I understand that Round
give the nearest even integer for cases where the number is between two integers, i.e. Round[2.5] = 2
and Round[3.5] = 4
(see this question). This carries over to rounding to non-integers that are not orders of magnitude as well:
Round[1.3, 0.2] = 1.2
Round[1.5, 0.2] = 1.6
Round[Range[1, 2, 0.1], 0.2] = {1., 1.2, 1.2, 1.2, 1.4, 1.6, 1.6, 1.6, 1.8, 1.8, 2.}
However, the Floor
function seems to behave oddly in a similar situation:
Floor[Range[1, 2, 0.1], 0.2] = {1., 1., 1., 1.2, 1.2, 1.4, 1.6, 1.6, 1.8, 1.8, 2.}
but Ceiling
does what I would expect it to do:
Ceiling[Range[1, 2, 0.1], 0.2] = {1., 1.2, 1.2, 1.4, 1.4, 1.6, 1.6, 1.8, 1.8, 2., 2.}
My question therefore is why does Floor[1.2, 0.2] = 1.
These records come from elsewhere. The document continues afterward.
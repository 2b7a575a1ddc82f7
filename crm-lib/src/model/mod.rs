//! CRM record types

mod account;
mod activity;
mod contact;
mod lead;
mod user;

pub use account::*;
pub use activity::*;
pub use contact::*;
pub use lead::*;
pub use user::*;

use crm_ui::Tone;
use serde::{Deserialize, Serialize};

/// A closed set of labelled values, such as a status or a type.
///
/// Every choice has a display label and a colour tone used for badges.
pub trait Choice: Copy + PartialEq + Sized + 'static {
    /// Every value, in display order.
    const ALL: &'static [Self];

    fn label(self) -> &'static str;

    fn tone(self) -> Tone;

    /// Parses a display label, ignoring case and surrounding whitespace.
    fn from_label(label: &str) -> Option<Self> {
        let label = label.trim();
        Self::ALL.iter().copied().find(|choice| choice.label().eq_ignore_ascii_case(label))
    }

    /// The value after this one, wrapping around.
    fn next(self) -> Self {
        let index = Self::ALL.iter().position(|choice| *choice == self).unwrap_or(0);
        Self::ALL[(index + 1) % Self::ALL.len()]
    }
}

/// Cycles an optional filter value: `None` → first → … → last → `None`.
pub fn cycle_choice<C: Choice>(current: Option<C>) -> Option<C> {
    match current {
        None => C::ALL.first().copied(),
        Some(choice) => {
            let index = C::ALL.iter().position(|c| *c == choice).unwrap_or(0);
            C::ALL.get(index + 1).copied()
        }
    }
}

/// A postal address.
#[derive(Debug, Clone, Default, PartialEq, Eq, Serialize, Deserialize)]
#[serde(rename_all = "camelCase")]
pub struct Address {
    pub street: String,
    pub city: String,
    pub state: String,
    pub postal_code: String,
    pub country: String,
}

impl Address {
    pub fn is_empty(&self) -> bool {
        self.street.is_empty()
            && self.city.is_empty()
            && self.state.is_empty()
            && self.postal_code.is_empty()
            && self.country.is_empty()
    }
}

impl std::fmt::Display for Address {
    fn fmt(&self, f: &mut std::fmt::Formatter<'_>) -> std::fmt::Result {
        write!(
            f,
            "{}, {}, {} {}, {}",
            self.street, self.city, self.state, self.postal_code, self.country
        )
    }
}
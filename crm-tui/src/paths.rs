//! Platform-specific directory paths.
//!
//! Uses XDG on Linux, standard locations on macOS/Windows.

use std::fs;
use std::path::{Path, PathBuf};

use directories::ProjectDirs;

const QUALIFIER: &str = "dev";
const ORGANIZATION: &str = "norpie";
const APPLICATION: &str = "crm";

const LATEST_LOG: &str = "latest.log";

/// Maximum number of old log files to keep.
const MAX_OLD_LOGS: usize = 25;

/// Get project directories, or None if home directory cannot be determined.
fn project_dirs() -> Option<ProjectDirs> {
    ProjectDirs::from(QUALIFIER, ORGANIZATION, APPLICATION)
}

/// Get the cache directory, where logs go.
///
/// - Linux: `$XDG_CACHE_HOME/crm` or `~/.cache/crm`
/// - macOS: `~/Library/Caches/dev.norpie.crm`
/// - Windows: `C:\Users\<User>\AppData\Local\norpie\crm\cache`
pub fn cache_dir() -> Option<PathBuf> {
    project_dirs().map(|dirs| dirs.cache_dir().to_path_buf())
}

/// Get the config directory.
///
/// - Linux: `$XDG_CONFIG_HOME/crm` or `~/.config/crm`
/// - macOS: `~/Library/Application Support/dev.norpie.crm`
/// - Windows: `C:\Users\<User>\AppData\Roaming\norpie\crm\config`
pub fn config_dir() -> Option<PathBuf> {
    project_dirs().map(|dirs| dirs.config_dir().to_path_buf())
}

/// Get the path to the config file.
pub fn config_file() -> Option<PathBuf> {
    config_dir().map(|dir| dir.join("config.json"))
}

/// Get the path to the latest log file.
pub fn log_file() -> Option<PathBuf> {
    cache_dir().map(|dir| dir.join(LATEST_LOG))
}

/// Rotate logs: rename latest.log to timestamped name, clean up old logs.
///
/// Call this at startup before creating the new log file.
pub fn rotate_logs() {
    let Some(cache) = cache_dir() else { return };
    rotate_logs_in(&cache, MAX_OLD_LOGS);
}

fn rotate_logs_in(dir: &Path, keep: usize) {
    let latest = dir.join(LATEST_LOG);

    if latest.exists() {
        let timestamp = chrono::Local::now().format("%Y%m%d_%H%M%S");
        let archived = dir.join(format!("{}.log", timestamp));
        let _ = fs::rename(&latest, &archived);
    }

    cleanup_old_logs(dir, keep);
}

/// Remove old log files, keeping only the most recent `keep`.
fn cleanup_old_logs(dir: &Path, keep: usize) {
    let Ok(entries) = fs::read_dir(dir) else { return };

    let mut logs: Vec<_> = entries
        .filter_map(|e| e.ok())
        .filter(|e| {
            let name = e.file_name();
            let name = name.to_string_lossy();
            name.ends_with(".log") && name != LATEST_LOG
        })
        .collect();

    // Oldest first
    logs.sort_by_key(|e| e.metadata().and_then(|m| m.modified()).ok());

    if logs.len() > keep {
        for entry in logs.iter().take(logs.len() - keep) {
            let _ = fs::remove_file(entry.path());
        }
    }
}

#[cfg(test)]
mod tests {
    use super::*;

    fn log_names(dir: &Path) -> Vec<String> {
        let mut names: Vec<String> = fs::read_dir(dir)
            .unwrap()
            .map(|e| e.unwrap().file_name().to_string_lossy().into_owned())
            .collect();
        names.sort();
        names
    }

    #[test]
    fn test_rotate_archives_latest() {
        let dir = tempfile::tempdir().unwrap();
        fs::write(dir.path().join(LATEST_LOG), "previous run").unwrap();

        rotate_logs_in(dir.path(), MAX_OLD_LOGS);

        let names = log_names(dir.path());
        assert_eq!(names.len(), 1);
        assert_ne!(names[0], LATEST_LOG);
        assert!(names[0].ends_with(".log"));
    }

    #[test]
    fn test_cleanup_keeps_limit_and_ignores_other_files() {
        let dir = tempfile::tempdir().unwrap();
        for i in 0..5 {
            fs::write(dir.path().join(format!("2026010{}_000000.log", i)), "").unwrap();
        }
        fs::write(dir.path().join("config.json"), "{}").unwrap();

        cleanup_old_logs(dir.path(), 3);

        let names = log_names(dir.path());
        assert_eq!(names.iter().filter(|n| n.ends_with(".log")).count(), 3);
        assert!(names.contains(&"config.json".to_string()));
    }

    #[test]
    fn test_rotate_without_latest_is_noop() {
        let dir = tempfile::tempdir().unwrap();
        rotate_logs_in(dir.path(), MAX_OLD_LOGS);
        assert!(log_names(dir.path()).is_empty());
    }
}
? I understand the behavior of Round
for this test set, but I do not understand Floor
. Then, with Floor
giving something I don't expect, I am very surprised that Ceiling
gives exactly what I would expect.
Background for my Problem
I have a regular array of 2D data ({x, y, probability}
) that I want to bin by summing, so Round
doesn't work because different numbers of elements are included in consecutive bins because it rounds to evens, but I expected Floor
to work.
gathered = GatherBy[predictedProbabilityDist,
{ Round[#[[1]], newGridSpacing],
Round[#[[2]], newGridSpacing] } &];
versus
gathered = GatherBy[predictedProbabilityDist,
{ Floor[#[[1]], newGridSpacing],
Floor[#[[2]], newGridSpacing] } &];
or the nearly equivalent expression with Ceiling
, followed by something like
predictedProbDist = Map[
{ Min[#[[All, 1]]],
Min[#[[All, 2]]],
Total[#[[All, 3]]] } &,
gathered];
Based on the testing with the simple Range
above, it looks like I need to use Ceiling
, but I don't know why for sure that is the case.